La prensa, al dar la noticia de la aprobación del decreto ministerial, subrayó la "ejemplar diligencia" del ministro y de cuantos, en las esferas insulares y estatales, habían trabajado conjuntamente para lograrlo. Las menciones al dictador se limitaron a resaltar -en aquellos momentos no podía ser menos- "el alto patrocinio" que se le atribuía. Pero en los círculos próximos al poder, y en los no tan próximos, se hizo viral, como ahora se diría, que al sugerirle el ministro dicho patrocinio, le comentó con su voz atiplada que solía asistir en esa iglesia a misa los domingos cuando era comandante general de Canarias. La confundió con la homóloga de la capital tinerfeña.

Está claro que de "decisión personal", nada de nada, y de que "tomó a su cargo rescatar para la historia isleña esta joya de nuestro acervo artístico", lo mismo. Sin embargo, al finalizar las obras en diciembre de 1976, cuando la democracia comenzaba a abrirse paso trabajosamente, un nostálgico más papista que el papa, que este periodista no sabe bien pero sospecha quién fue y por ello no da nombre, le atribuyó lo que los propios documentos oficiales desmienten de forma categórica.

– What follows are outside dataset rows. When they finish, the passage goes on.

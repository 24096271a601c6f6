use std::fs;
use std::io::{Read, Write};
use std::path::{Path, PathBuf};

use anyhow::{bail, Context, Result};
use serde::{Deserialize, Serialize};
use sha2::{Digest, Sha256};

pub const MEDIA_TYPE_MODEL: &str = "application/vnd.ollama.image.model";
pub const MEDIA_TYPE_ADAPTER: &str = "application/vnd.ollama.image.adapter";
pub const MEDIA_TYPE_TEMPLATE: &str = "application/vnd.ollama.image.template";
pub const MEDIA_TYPE_PROMPT: &str = "application/vnd.ollama.image.prompt";
pub const MEDIA_TYPE_SYSTEM: &str = "application/vnd.ollama.image.system";
pub const MEDIA_TYPE_PARAMS: &str = "application/vnd.ollama.image.params";
pub const MEDIA_TYPE_LICENSE: &str = "application/vnd.ollama.image.license";
pub const MEDIA_TYPE_EMBED: &str = "application/vnd.ollama.image.embed";
pub const MEDIA_TYPE_IMAGE_CONFIG: &str = "application/vnd.docker.container.image.v1+json";
pub const MEDIA_TYPE_MANIFEST: &str = "application/vnd.docker.distribution.manifest.v2+json";

/// A manifest entry referencing one content-addressed blob.
#[derive(Debug, Clone, Serialize, Deserialize)]
pub struct Layer {
    #[serde(rename = "mediaType")]
    pub media_type: String,
    pub digest: String,
    pub size: u64,
    #[serde(skip_serializing_if = "Option::is_none")]
    pub from: Option<String>,
    // set while the blob is staged but not yet committed
    #[serde(skip)]
    temp_file: Option<PathBuf>,
}

impl Layer {
    /// Stages a new blob from `r` under the blobs directory and returns its
    /// layer record. The content is written to a temp file and hashed as it
    /// streams; `commit` later renames it into place.
    pub fn new<R: Read>(blobs_dir: &Path, mut r: R, media_type: &str) -> Result<Layer> {
        fs::create_dir_all(blobs_dir)?;
        let mut temp = tempfile::Builder::new()
            .prefix("sha256-")
            .suffix("-partial")
            .tempfile_in(blobs_dir)?;

        let mut hasher = Sha256::new();
        let mut buf = [0u8; 32 * 1024];
        let mut size = 0u64;
        loop {
            let n = r.read(&mut buf)?;
            if n == 0 {
                break;
            }
            hasher.update(&buf[..n]);
            temp.write_all(&buf[..n])?;
            size += n as u64;
        }
        temp.flush()?;
        temp.as_file().sync_all()?;

        let digest = format!("sha256:{:x}", hasher.finalize());
        let (_, path) = temp.keep().context("keeping staged blob")?;

        Ok(Layer {
            media_type: media_type.to_string(),
            digest,
            size,
            from: None,
            temp_file: Some(path),
        })
    }

    /// Builds a layer record for a blob that already exists in the store,
    /// recording the reference it was inherited from.
    pub fn from_existing(blobs_dir: &Path, digest: &str, media_type: &str, from: &str) -> Result<Layer> {
        let path = blob_path(blobs_dir, digest);
        let size = fs::metadata(&path)
            .with_context(|| format!("layer blob {} missing", digest))?
            .len();

        Ok(Layer {
            media_type: media_type.to_string(),
            digest: digest.to_string(),
            size,
            from: Some(from.to_string()),
            temp_file: None,
        })
    }

    /// Moves the staged blob to its digest-named file. Returns false when an
    /// identical blob was already committed, in which case the staged copy is
    /// discarded.
    pub fn commit(&mut self, blobs_dir: &Path) -> Result<bool> {
        let temp = match self.temp_file.take() {
            Some(t) => t,
            None => return Ok(false),
        };

        let target = blob_path(blobs_dir, &self.digest);
        if target.exists() {
            fs::remove_file(&temp)?;
            return Ok(false);
        }

        fs::rename(&temp, &target)?;
        Ok(true)
    }
}

/// Ordered layer set under construction. `add` appends (deduplicating by
/// digest); `replace` enforces singleton media types such as template and
/// system.
#[derive(Debug, Default)]
pub struct Layers {
    items: Vec<Layer>,
}

impl Layers {
    pub fn new() -> Self {
        Self::default()
    }

    pub fn add(&mut self, layer: Layer) {
        if self.items.iter().any(|l| l.digest == layer.digest) {
            return;
        }
        self.items.push(layer);
    }

    pub fn replace(&mut self, layer: Layer) {
        self.items.retain(|l| l.media_type != layer.media_type);
        self.items.push(layer);
    }

    pub fn items(&self) -> &[Layer] {
        &self.items
    }

    pub fn into_items(self) -> Vec<Layer> {
        self.items
    }
}

/// On-disk location of a blob: the digest with the colon swapped for a
/// hyphen, so the same layout works where colons are illegal in file names.
pub fn blob_path(blobs_dir: &Path, digest: &str) -> PathBuf {
    blobs_dir.join(digest.replace(':', "-"))
}

/// Reverse of `blob_path` for directory walks.
pub fn digest_from_file_name(name: &str) -> Option<String> {
    if !name.starts_with("sha256-") || name.ends_with("-partial") {
        return None;
    }
    Some(name.replacen('-', ":", 1))
}

/// Streams `r` through SHA-256, returning the `sha256:<hex>` digest and the
/// number of bytes read.
pub fn sha256_digest<R: Read>(mut r: R) -> Result<(String, u64)> {
    let mut hasher = Sha256::new();
    let n = std::io::copy(&mut r, &mut hasher)?;
    Ok((format!("sha256:{:x}", hasher.finalize()), n))
}

/// Recomputes a blob's digest and compares it to its file name.
pub fn verify_blob(blobs_dir: &Path, digest: &str) -> Result<()> {
    let path = blob_path(blobs_dir, digest);
    let file = fs::File::open(&path)?;
    let (actual, _) = sha256_digest(file)?;
    if actual != digest {
        bail!(DigestMismatch {
            want: digest.to_string(),
            got: actual,
        });
    }
    Ok(())
}

#[derive(Debug, thiserror::Error)]
#[error("digest mismatch, file must be downloaded again: want {want}, got {got}")]
pub struct DigestMismatch {
    pub want: String,
    pub got: String,
}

Cree el periodista que no será necesario apelar siquiera a la Ley de la Memoria Histórica para que sea retirada la lápida que en la iglesia de Nuestra Señora de la Concepción de San Cristóbal de La Laguna mantiene la falacia de que su reconstrucción se debió "a la decisión personal" del entonces Jefe del Estado. Bastará con respetar la realidad incontrovertible de los hechos. La Iglesia católica, que se autoproclama maestra de la verdad, no puede menos que hacerlo sin demora, por coherencia con sus propias atribuciones. Lo contrario sería mantener una impostura en un lugar sagrado.